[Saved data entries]
..........

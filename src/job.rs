//! Job lifecycle tracking.
//!
//! Jobs are process-lifetime only: a restart loses them, by design. The
//! registry is an owned object handed to the API layer, not a process
//! global, so persistent storage can be swapped in later without touching
//! callers. A job transitions exactly once out of `processing`; the terminal
//! write happens under the store's entry lock, so readers never observe a
//! torn state.

use std::sync::Arc;
use std::time::Instant;

use chrono::{DateTime, Utc};
use dashmap::DashMap;
use tracing::{info, warn};
use uuid::Uuid;

use crate::analyzer::Analyzer;
use crate::events::{AnalysisEvent, EventBus};
use crate::types::AnalysisResult;

/// Lifecycle state of a job. `Processing` is the only non-terminal state.
#[derive(Debug, Clone)]
pub enum JobState {
    Processing,
    Completed(Arc<AnalysisResult>),
    Failed(String),
}

impl JobState {
    pub fn status(&self) -> &'static str {
        match self {
            JobState::Processing => "processing",
            JobState::Completed(_) => "completed",
            JobState::Failed(_) => "failed",
        }
    }
}

/// One tracked analysis job.
#[derive(Debug, Clone)]
pub struct Job {
    pub id: Uuid,
    pub url_a: String,
    pub url_b: String,
    pub created_at: DateTime<Utc>,
    pub finished_at: Option<DateTime<Utc>>,
    pub state: JobState,
}

/// Concurrent in-memory job registry.
#[derive(Default)]
pub struct JobStore {
    jobs: DashMap<Uuid, Job>,
}

impl JobStore {
    pub fn new() -> Self {
        Self {
            jobs: DashMap::new(),
        }
    }

    /// Register a new job in `processing` state and return its id.
    pub fn create(&self, url_a: &str, url_b: &str) -> Uuid {
        let id = Uuid::new_v4();
        self.jobs.insert(
            id,
            Job {
                id,
                url_a: url_a.to_string(),
                url_b: url_b.to_string(),
                created_at: Utc::now(),
                finished_at: None,
                state: JobState::Processing,
            },
        );
        id
    }

    /// Write the `completed` terminal state. Returns false if the job is
    /// unknown or already terminal (the write is dropped).
    pub fn complete(&self, id: Uuid, result: AnalysisResult) -> bool {
        self.finish(id, JobState::Completed(Arc::new(result)))
    }

    /// Write the `failed` terminal state with the captured error message.
    pub fn fail(&self, id: Uuid, error: impl Into<String>) -> bool {
        self.finish(id, JobState::Failed(error.into()))
    }

    fn finish(&self, id: Uuid, terminal: JobState) -> bool {
        match self.jobs.get_mut(&id) {
            Some(mut job) => {
                if !matches!(job.state, JobState::Processing) {
                    warn!(
                        "job {id}: ignoring {} write, already {}",
                        terminal.status(),
                        job.state.status()
                    );
                    return false;
                }
                job.state = terminal;
                job.finished_at = Some(Utc::now());
                true
            }
            None => {
                warn!("job {id}: terminal write for unknown job");
                false
            }
        }
    }

    /// Clone the job's current state for a reader. `None` means the id is
    /// unknown — a distinct condition from `processing`.
    pub fn snapshot(&self, id: Uuid) -> Option<Job> {
        self.jobs.get(&id).map(|j| j.clone())
    }

    /// Job counts by state: (processing, completed, failed).
    pub fn counts(&self) -> (usize, usize, usize) {
        let mut counts = (0, 0, 0);
        for job in self.jobs.iter() {
            match job.state {
                JobState::Processing => counts.0 += 1,
                JobState::Completed(_) => counts.1 += 1,
                JobState::Failed(_) => counts.2 += 1,
            }
        }
        counts
    }

    pub fn len(&self) -> usize {
        self.jobs.len()
    }

    pub fn is_empty(&self) -> bool {
        self.jobs.is_empty()
    }
}

/// Drive one job to its terminal state. Spawned per submission; the job
/// runs to completion or failure, with no cancellation path.
pub async fn run(
    analyzer: Arc<Analyzer>,
    store: Arc<JobStore>,
    events: EventBus,
    id: Uuid,
    url_a: String,
    url_b: String,
) {
    let started = Instant::now();
    let job_tag = id.to_string();

    match analyzer.analyze(&job_tag, &url_a, &url_b).await {
        Ok(result) => {
            let elapsed_ms = started.elapsed().as_millis() as u64;
            let matrix_entries = result.feature_matrix.len();
            info!(
                "job {id}: completed with {matrix_entries} matrix entries in {elapsed_ms}ms"
            );
            store.complete(id, result);
            events.emit(AnalysisEvent::JobCompleted {
                job_id: job_tag,
                matrix_entries,
                elapsed_ms,
            });
        }
        Err(e) => {
            let elapsed_ms = started.elapsed().as_millis() as u64;
            warn!("job {id}: failed: {e}");
            let message = e.to_string();
            store.fail(id, message.clone());
            events.emit(AnalysisEvent::JobFailed {
                job_id: job_tag,
                error: message,
                elapsed_ms,
            });
        }
    }
}
//! Typed errors for the analysis pipeline.
//!
//! Page-level errors are recovered locally by the walker (the page is
//! omitted, the walk continues); analysis-level errors terminate the whole
//! job and surface verbatim as the job's error message.

/// A failure confined to one page visit.
#[derive(thiserror::Error, Debug)]
pub enum PageError {
    /// The page did not settle within the navigation deadline.
    #[error("navigation to {url} timed out after {timeout_ms}ms")]
    NavigationTimeout { url: String, timeout_ms: u64 },

    /// Navigation failed outright (DNS, connection reset, bad target).
    #[error("navigation to {url} failed: {reason}")]
    Navigation { url: String, reason: String },

    /// The DOM probe could not run on a settled page. Never reported as an
    /// all-false feature map — callers must be able to tell "all features
    /// absent" from "detection could not run".
    #[error("feature detection failed: {0}")]
    Detection(String),

    /// Screenshot capture or persistence failed.
    #[error("screenshot capture failed: {0}")]
    Screenshot(String),

    #[error("screenshot io: {0}")]
    Io(#[from] std::io::Error),
}

impl PageError {
    /// Short stable tag used in logs and events.
    pub fn kind(&self) -> &'static str {
        match self {
            PageError::NavigationTimeout { .. } => "navigation_timeout",
            PageError::Navigation { .. } => "navigation",
            PageError::Detection(_) => "detection",
            PageError::Screenshot(_) => "screenshot",
            PageError::Io(_) => "io",
        }
    }
}

/// A failure that terminates the whole analysis job.
#[derive(thiserror::Error, Debug)]
pub enum AnalysisError {
    /// Missing or malformed site URL; rejected before any walk starts.
    #[error("invalid input: {0}")]
    InvalidInput(String),

    /// The rendering collaborator could not be acquired.
    #[error("browser session unavailable: {0}")]
    SessionAcquisition(String),
}
//! Runtime configuration, resolved from environment variables with sane
//! defaults. The data directory holds screenshots and export artifacts.

use std::path::PathBuf;

/// Default per-page navigation deadline.
pub const DEFAULT_NAV_TIMEOUT_MS: u64 = 30_000;

/// Default REST API port.
pub const DEFAULT_PORT: u16 = 7800;

#[derive(Debug, Clone)]
pub struct AppConfig {
    /// REST API port.
    pub port: u16,
    /// Per-page navigation deadline in milliseconds.
    pub nav_timeout_ms: u64,
    /// Browser viewport (width, height).
    pub viewport: (u32, u32),
    /// Root directory for screenshots and export artifacts.
    pub data_dir: PathBuf,
}

impl AppConfig {
    /// Resolve configuration: `MATCHUP_PORT`, `MATCHUP_NAV_TIMEOUT_MS` and
    /// `MATCHUP_DATA_DIR` override the defaults; the data directory falls
    /// back to `~/.matchup`.
    pub fn from_env() -> Self {
        let data_dir = std::env::var("MATCHUP_DATA_DIR")
            .map(PathBuf::from)
            .unwrap_or_else(|_| {
                dirs::home_dir()
                    .unwrap_or_else(|| PathBuf::from("."))
                    .join(".matchup")
            });

        Self {
            port: env_parse("MATCHUP_PORT", DEFAULT_PORT),
            nav_timeout_ms: env_parse("MATCHUP_NAV_TIMEOUT_MS", DEFAULT_NAV_TIMEOUT_MS),
            viewport: (1280, 800),
            data_dir,
        }
    }

    pub fn screenshot_dir(&self) -> PathBuf {
        self.data_dir.join("screenshots")
    }

    pub fn export_dir(&self) -> PathBuf {
        self.data_dir.join("exports")
    }

    /// Create the screenshot and export directories if missing.
    pub fn ensure_dirs(&self) -> std::io::Result<()> {
        std::fs::create_dir_all(self.screenshot_dir())?;
        std::fs::create_dir_all(self.export_dir())?;
        Ok(())
    }
}

impl Default for AppConfig {
    fn default() -> Self {
        Self::from_env()
    }
}

fn env_parse<T: std::str::FromStr>(var: &str, default: T) -> T {
    std::env::var(var)
        .ok()
        .and_then(|v| v.trim().parse().ok())
        .unwrap_or(default)
}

..........

• [TASK PROMPT]: Each line from the one containing "Self::from_env()" through the last line of the entries is to be copied exactly, with no other lines added.

• [WRITTEN ANSWER]:
        Self::from_env()
    }
}

fn env_parse<T: std::str::FromStr>(var: &str, default: T) -> T {
    std::env::var(var)
        .ok()
        .and_then(|v| v.trim().parse().ok())
        .unwrap_or(default)
}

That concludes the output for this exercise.